The stick of the Project Mojo system is a computing element that is nearly as long as the rack is deep – three feet – with the width and a little more than the height of a double-wide PCI-Express peripheral card. Mannel wouldn’t say what processor is implemented on the stick, but it is possible that SGI has variants with both Intel Xeon and AMD Opteron processors. Considering that Project Mojo is an experimental system with limited sales on the front end, it is reasonable to conjecture that SGI will start with Xeons and expand into Opterons if there is customer demand.



Each stick has room for two double-width fanless GPU co-processors and two processor sockets. Each socket gets its own GPU in the floating point models; it is unclear how many Tilera chips will be in the integer models.



The Project Mojo systems will come in two racks and with two different stick capacities. The high-end box will use a modified version of the 24-inch blade racks employed by the Altix UV 1000 supers, which are based on Intel’s Xeon 7500 processors and SGI’s NUMAlink 5 shared memory interconnect, while another will be based on a new 19-inch rack, code-named “Destination,” that aims to replace the 20 different racks that SGI inherited from the merger of SGI and Rackable Systems. The modified 24-inch Altix UV rack will hold 80 sticks, each with two CPUs and two double-wide GPU co-processors. The 19-inch Destination rack will be able to hold 63 sticks.



Assuming SGI can employ the AMD FireStream GPUs announced in late June, and based on the “Cypress” GPUs, in the Project Mojo boxes, then the larger 24-inch rack machine using the double-wide FireStream 9370 should hit 422 teraflops of aggregate GPU performance and the smaller 19-inch rack should come in at 332.6 teraflops



Using Nvidia’s double-wide, fanless Tesla M2070 GPUs there would be 164.8 teraflops for the 24-inch rack and 129.8 teraflops for the 19-inch rack. 82.4 double precision teraflops with the Tesla M2070s and 84.5 teraflops with the FireStream 9370s.



There should be multiple ways of getting to a petaflops within one year’s time. These initial Mojo sticks are just the first pass.

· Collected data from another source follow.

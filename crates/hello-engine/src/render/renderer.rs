use crate::core::{AppControl, FrameCtx};
use crate::device::{Gpu, GpuFrame, SurfaceErrorAction};
use crate::geometry::{ColorRgba, Primitive, Vertex, ViewportSize};
use crate::shader::ShaderLibrary;

use super::pipeline::{viewport_layout_entry, HelloPipeline, ShaderPair, ViewportUniform};
use super::plan::{DrawCall, FrameSink, FrameState};
use super::PipelineError;

/// Owns the pipeline and per-view state and draws one primitive per frame.
pub struct Renderer {
    state: FrameState,
    clear: ColorRgba,

    pipeline: HelloPipeline,
    bind_group: wgpu::BindGroup,
    viewport_ubo: wgpu::Buffer,
    vertex_vbo: wgpu::Buffer,
}

impl Renderer {
    /// Loads the bundled shaders and builds the pipeline for `gpu`'s surface format.
    ///
    /// Fails without creating any GPU object if the shaders do not resolve.
    pub fn new(
        gpu: &Gpu<'_>,
        primitive: Primitive,
        clear: ColorRgba,
    ) -> Result<Self, PipelineError> {
        let library = ShaderLibrary::hello()?;
        let shaders = ShaderPair::hello(&library)?;

        let device = gpu.device();
        let pipeline = HelloPipeline::build(device, gpu.surface_format(), &shaders);

        let viewport_ubo = device.create_buffer(&wgpu::BufferDescriptor {
            label: Some("hello viewport ubo"),
            size: std::mem::size_of::<ViewportUniform>() as u64,
            usage: wgpu::BufferUsages::UNIFORM | wgpu::BufferUsages::COPY_DST,
            mapped_at_creation: false,
        });

        let bind_group = device.create_bind_group(&wgpu::BindGroupDescriptor {
            label: Some("hello viewport bind group"),
            layout: pipeline.bind_group_layout(),
            entries: &[wgpu::BindGroupEntry {
                binding: viewport_layout_entry().binding,
                resource: viewport_ubo.as_entire_binding(),
            }],
        });

        // Sized once for the primitive; contents are rewritten every frame.
        let vertex_vbo = device.create_buffer(&wgpu::BufferDescriptor {
            label: Some("hello vertex vbo"),
            size: std::mem::size_of_val(primitive.vertices()) as u64,
            usage: wgpu::BufferUsages::VERTEX | wgpu::BufferUsages::COPY_DST,
            mapped_at_creation: false,
        });

        log::info!("renderer ready: drawing a {}", primitive.name());

        Ok(Self {
            state: FrameState::new(primitive, gpu.size()),
            clear,
            pipeline,
            bind_group,
            viewport_ubo,
            vertex_vbo,
        })
    }

    /// Stores the new drawable size for subsequent frames.
    pub fn resize(&mut self, width: u32, height: u32) {
        self.state.resize(width, height);
    }

    /// Draws one frame and submits it.
    ///
    /// The command buffer is submitted even when nothing is encoded.
    pub fn draw(&self, ctx: &mut FrameCtx<'_, '_>) -> AppControl {
        let frame = ctx.begin_frame();
        let sink = GpuSink {
            renderer: self,
            ctx,
            frame,
        };
        self.state.drive(sink)
    }

    fn encode(&self, queue: &wgpu::Queue, frame: &mut GpuFrame, call: &DrawCall) {
        let GpuFrame {
            encoder,
            drawable: Some(drawable),
            ..
        } = frame
        else {
            return;
        };

        upload_vertices(queue, &self.vertex_vbo, call.vertices);
        queue.write_buffer(
            &self.viewport_ubo,
            0,
            bytemuck::bytes_of(&ViewportUniform::from(call.viewport)),
        );

        // The shader sees the stored size; the rasterizer viewport must fit the target.
        let (tw, th) = drawable.size();
        let raster = call.viewport.min(ViewportSize::new(tw, th));

        let mut rpass = encoder.begin_render_pass(&wgpu::RenderPassDescriptor {
            label: Some("hello pass"),
            color_attachments: &[Some(wgpu::RenderPassColorAttachment {
                view: &drawable.view,
                resolve_target: None,
                ops: wgpu::Operations {
                    load: wgpu::LoadOp::Clear(self.clear.to_wgpu()),
                    store: wgpu::StoreOp::Store,
                },
                depth_slice: None,
            })],
            depth_stencil_attachment: None,
            timestamp_writes: None,
            occlusion_query_set: None,
            multiview_mask: None,
        });

        rpass.set_viewport(0.0, 0.0, raster.width as f32, raster.height as f32, 0.0, 1.0);
        rpass.set_pipeline(self.pipeline.raw());
        rpass.set_vertex_buffer(call.vertex_slot, self.vertex_vbo.slice(..));
        rpass.set_bind_group(call.constants_group, &self.bind_group, &[]);
        rpass.draw(0..call.vertex_count(), 0..1);
    }
}

/// A [`GpuFrame`] being recorded by a [`Renderer`].
struct GpuSink<'r, 'a, 'w> {
    renderer: &'r Renderer,
    ctx: &'r mut FrameCtx<'a, 'w>,
    frame: GpuFrame,
}

impl FrameSink for GpuSink<'_, '_, '_> {
    fn has_drawable(&self) -> bool {
        self.frame.has_drawable()
    }

    fn surface_error(&self) -> Option<SurfaceErrorAction> {
        self.frame.surface_error
    }

    fn encode(&mut self, call: &DrawCall) {
        self.renderer.encode(self.ctx.gpu.queue(), &mut self.frame, call);
    }

    fn discard_drawable(&mut self) {
        self.frame.discard_drawable();
    }

    fn submit(self) {
        self.ctx.submit(self.frame);
    }
}

fn upload_vertices(queue: &wgpu::Queue, vbo: &wgpu::Buffer, vertices: &[Vertex]) {
    queue.write_buffer(vbo, 0, bytemuck::cast_slice(vertices));
}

Eight Tilera 100-core chips on a Project Mojo stick and the same 80 sticks in a 24-inch rack, that works out to 480 trillion integer operations per second. You need a little more than twice this density to do integer math on the analog of a petaflops in floating point performance, which is a quadrillion (10^15) integer calculations per second. Luckily, Tilera is working on a 200-core chip, due around 2013, which should help SGI hit that goal.